(Exercise data):
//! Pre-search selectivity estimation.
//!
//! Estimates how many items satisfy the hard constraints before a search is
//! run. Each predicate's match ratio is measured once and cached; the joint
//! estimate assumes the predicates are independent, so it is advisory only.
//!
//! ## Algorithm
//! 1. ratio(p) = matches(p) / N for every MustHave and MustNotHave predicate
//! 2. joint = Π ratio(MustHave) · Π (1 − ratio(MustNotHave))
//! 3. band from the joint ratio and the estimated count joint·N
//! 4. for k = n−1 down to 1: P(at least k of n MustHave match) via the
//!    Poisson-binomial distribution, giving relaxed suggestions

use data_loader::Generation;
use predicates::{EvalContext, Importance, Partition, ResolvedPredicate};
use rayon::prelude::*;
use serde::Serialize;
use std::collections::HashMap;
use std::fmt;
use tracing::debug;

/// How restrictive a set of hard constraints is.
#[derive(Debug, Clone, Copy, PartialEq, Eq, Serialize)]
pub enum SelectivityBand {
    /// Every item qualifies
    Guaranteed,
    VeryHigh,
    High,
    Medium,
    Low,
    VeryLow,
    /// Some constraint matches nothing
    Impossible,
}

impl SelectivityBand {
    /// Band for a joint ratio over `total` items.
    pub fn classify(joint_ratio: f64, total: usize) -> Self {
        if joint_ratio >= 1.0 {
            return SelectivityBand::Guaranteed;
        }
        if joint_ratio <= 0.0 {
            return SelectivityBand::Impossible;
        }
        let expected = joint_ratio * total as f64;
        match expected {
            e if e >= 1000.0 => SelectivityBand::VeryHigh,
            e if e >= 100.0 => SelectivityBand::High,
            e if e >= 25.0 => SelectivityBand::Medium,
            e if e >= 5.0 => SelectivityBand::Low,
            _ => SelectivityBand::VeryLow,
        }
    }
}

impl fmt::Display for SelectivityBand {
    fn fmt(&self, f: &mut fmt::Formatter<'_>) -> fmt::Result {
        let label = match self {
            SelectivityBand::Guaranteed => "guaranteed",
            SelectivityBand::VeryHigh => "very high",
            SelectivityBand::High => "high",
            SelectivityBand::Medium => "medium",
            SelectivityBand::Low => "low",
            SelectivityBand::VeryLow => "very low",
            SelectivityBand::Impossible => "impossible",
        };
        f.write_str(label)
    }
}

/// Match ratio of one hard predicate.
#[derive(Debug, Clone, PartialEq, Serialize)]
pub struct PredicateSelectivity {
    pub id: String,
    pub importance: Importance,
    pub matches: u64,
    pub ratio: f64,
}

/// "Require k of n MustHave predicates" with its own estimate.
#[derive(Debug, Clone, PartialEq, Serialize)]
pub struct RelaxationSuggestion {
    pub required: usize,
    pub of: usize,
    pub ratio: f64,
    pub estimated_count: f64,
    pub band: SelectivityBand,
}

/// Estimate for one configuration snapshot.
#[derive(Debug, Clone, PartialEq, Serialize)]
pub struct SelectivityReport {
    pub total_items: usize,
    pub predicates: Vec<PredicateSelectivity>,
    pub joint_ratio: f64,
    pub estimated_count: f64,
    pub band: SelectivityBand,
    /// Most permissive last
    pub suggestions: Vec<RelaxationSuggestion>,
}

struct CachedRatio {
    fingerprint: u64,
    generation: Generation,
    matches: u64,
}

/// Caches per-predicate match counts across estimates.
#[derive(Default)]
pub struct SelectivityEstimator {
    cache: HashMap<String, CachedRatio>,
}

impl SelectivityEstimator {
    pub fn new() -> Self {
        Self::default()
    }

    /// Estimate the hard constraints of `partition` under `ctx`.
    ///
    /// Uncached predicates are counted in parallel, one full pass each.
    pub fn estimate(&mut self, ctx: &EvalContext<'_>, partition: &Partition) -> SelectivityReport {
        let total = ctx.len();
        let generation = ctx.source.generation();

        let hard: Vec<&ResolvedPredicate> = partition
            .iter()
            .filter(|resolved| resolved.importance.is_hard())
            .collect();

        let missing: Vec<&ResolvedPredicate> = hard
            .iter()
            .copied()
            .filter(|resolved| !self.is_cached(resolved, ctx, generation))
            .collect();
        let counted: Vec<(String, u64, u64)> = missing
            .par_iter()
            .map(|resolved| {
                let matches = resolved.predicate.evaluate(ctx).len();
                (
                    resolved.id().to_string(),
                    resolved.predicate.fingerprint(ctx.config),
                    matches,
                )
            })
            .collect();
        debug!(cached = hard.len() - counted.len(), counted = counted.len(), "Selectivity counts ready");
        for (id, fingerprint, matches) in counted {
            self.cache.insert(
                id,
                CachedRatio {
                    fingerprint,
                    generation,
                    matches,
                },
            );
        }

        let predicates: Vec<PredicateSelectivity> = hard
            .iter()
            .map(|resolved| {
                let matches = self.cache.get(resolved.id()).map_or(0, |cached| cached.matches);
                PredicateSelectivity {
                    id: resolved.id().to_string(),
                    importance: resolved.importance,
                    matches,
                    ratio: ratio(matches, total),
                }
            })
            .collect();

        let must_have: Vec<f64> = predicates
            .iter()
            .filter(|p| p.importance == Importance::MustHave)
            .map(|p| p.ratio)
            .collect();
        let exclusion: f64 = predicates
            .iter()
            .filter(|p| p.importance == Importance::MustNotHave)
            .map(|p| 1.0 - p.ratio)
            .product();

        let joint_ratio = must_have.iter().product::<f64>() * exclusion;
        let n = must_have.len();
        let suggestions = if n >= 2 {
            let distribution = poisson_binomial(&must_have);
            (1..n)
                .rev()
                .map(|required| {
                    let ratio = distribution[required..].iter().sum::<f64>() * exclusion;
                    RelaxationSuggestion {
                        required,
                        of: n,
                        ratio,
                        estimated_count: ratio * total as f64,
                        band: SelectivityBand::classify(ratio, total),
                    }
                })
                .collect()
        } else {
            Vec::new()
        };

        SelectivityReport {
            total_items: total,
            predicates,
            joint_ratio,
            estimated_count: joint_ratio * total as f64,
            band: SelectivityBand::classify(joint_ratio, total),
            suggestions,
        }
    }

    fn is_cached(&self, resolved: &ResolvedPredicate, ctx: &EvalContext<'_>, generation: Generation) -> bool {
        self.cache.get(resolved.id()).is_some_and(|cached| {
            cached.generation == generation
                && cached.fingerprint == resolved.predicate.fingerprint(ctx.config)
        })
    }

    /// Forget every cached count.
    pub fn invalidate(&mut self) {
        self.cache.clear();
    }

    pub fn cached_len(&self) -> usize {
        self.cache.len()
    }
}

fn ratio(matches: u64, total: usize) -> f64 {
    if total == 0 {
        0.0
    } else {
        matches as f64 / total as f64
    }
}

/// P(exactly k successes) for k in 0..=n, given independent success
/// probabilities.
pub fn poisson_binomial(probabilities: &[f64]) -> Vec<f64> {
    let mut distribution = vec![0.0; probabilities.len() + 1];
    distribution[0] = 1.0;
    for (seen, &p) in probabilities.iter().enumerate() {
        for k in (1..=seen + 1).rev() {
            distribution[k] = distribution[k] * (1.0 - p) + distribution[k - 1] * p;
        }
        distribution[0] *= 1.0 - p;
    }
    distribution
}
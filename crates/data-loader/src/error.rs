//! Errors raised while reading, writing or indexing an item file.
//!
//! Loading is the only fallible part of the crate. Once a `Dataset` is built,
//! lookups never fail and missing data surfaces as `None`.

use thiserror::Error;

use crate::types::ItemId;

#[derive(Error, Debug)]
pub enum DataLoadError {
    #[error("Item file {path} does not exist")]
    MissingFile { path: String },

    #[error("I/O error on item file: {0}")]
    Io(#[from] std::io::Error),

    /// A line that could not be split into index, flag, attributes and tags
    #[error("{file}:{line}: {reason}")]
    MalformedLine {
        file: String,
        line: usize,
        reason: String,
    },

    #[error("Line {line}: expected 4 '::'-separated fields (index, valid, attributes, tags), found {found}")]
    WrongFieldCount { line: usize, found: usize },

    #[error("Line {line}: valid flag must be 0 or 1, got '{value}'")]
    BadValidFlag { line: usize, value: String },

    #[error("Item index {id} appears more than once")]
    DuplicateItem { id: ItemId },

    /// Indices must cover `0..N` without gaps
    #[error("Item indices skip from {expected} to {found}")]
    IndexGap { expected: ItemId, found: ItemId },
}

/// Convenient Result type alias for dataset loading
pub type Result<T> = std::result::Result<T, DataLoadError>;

(Work instructions): Would you please copy exactly the part of the entries above that begins at the line containing "if joint_ratio <= 0.0" and ends at the line containing "its own estimate.", both lines included?

(Exercise response):
        if joint_ratio <= 0.0 {
            return SelectivityBand::Impossible;
        }
        let expected = joint_ratio * total as f64;
        match expected {
            e if e >= 1000.0 => SelectivityBand::VeryHigh,
            e if e >= 100.0 => SelectivityBand::High,
            e if e >= 25.0 => SelectivityBand::Medium,
            e if e >= 5.0 => SelectivityBand::Low,
            _ => SelectivityBand::VeryLow,
        }
    }
}

impl fmt::Display for SelectivityBand {
    fn fmt(&self, f: &mut fmt::Formatter<'_>) -> fmt::Result {
        let label = match self {
            SelectivityBand::Guaranteed => "guaranteed",
            SelectivityBand::VeryHigh => "very high",
            SelectivityBand::High => "high",
            SelectivityBand::Medium => "medium",
            SelectivityBand::Low => "low",
            SelectivityBand::VeryLow => "very low",
            SelectivityBand::Impossible => "impossible",
        };
        f.write_str(label)
    }
}

/// Match ratio of one hard predicate.
#[derive(Debug, Clone, PartialEq, Serialize)]
pub struct PredicateSelectivity {
    pub id: String,
    pub importance: Importance,
    pub matches: u64,
    pub ratio: f64,
}

/// "Require k of n MustHave predicates" with its own estimate.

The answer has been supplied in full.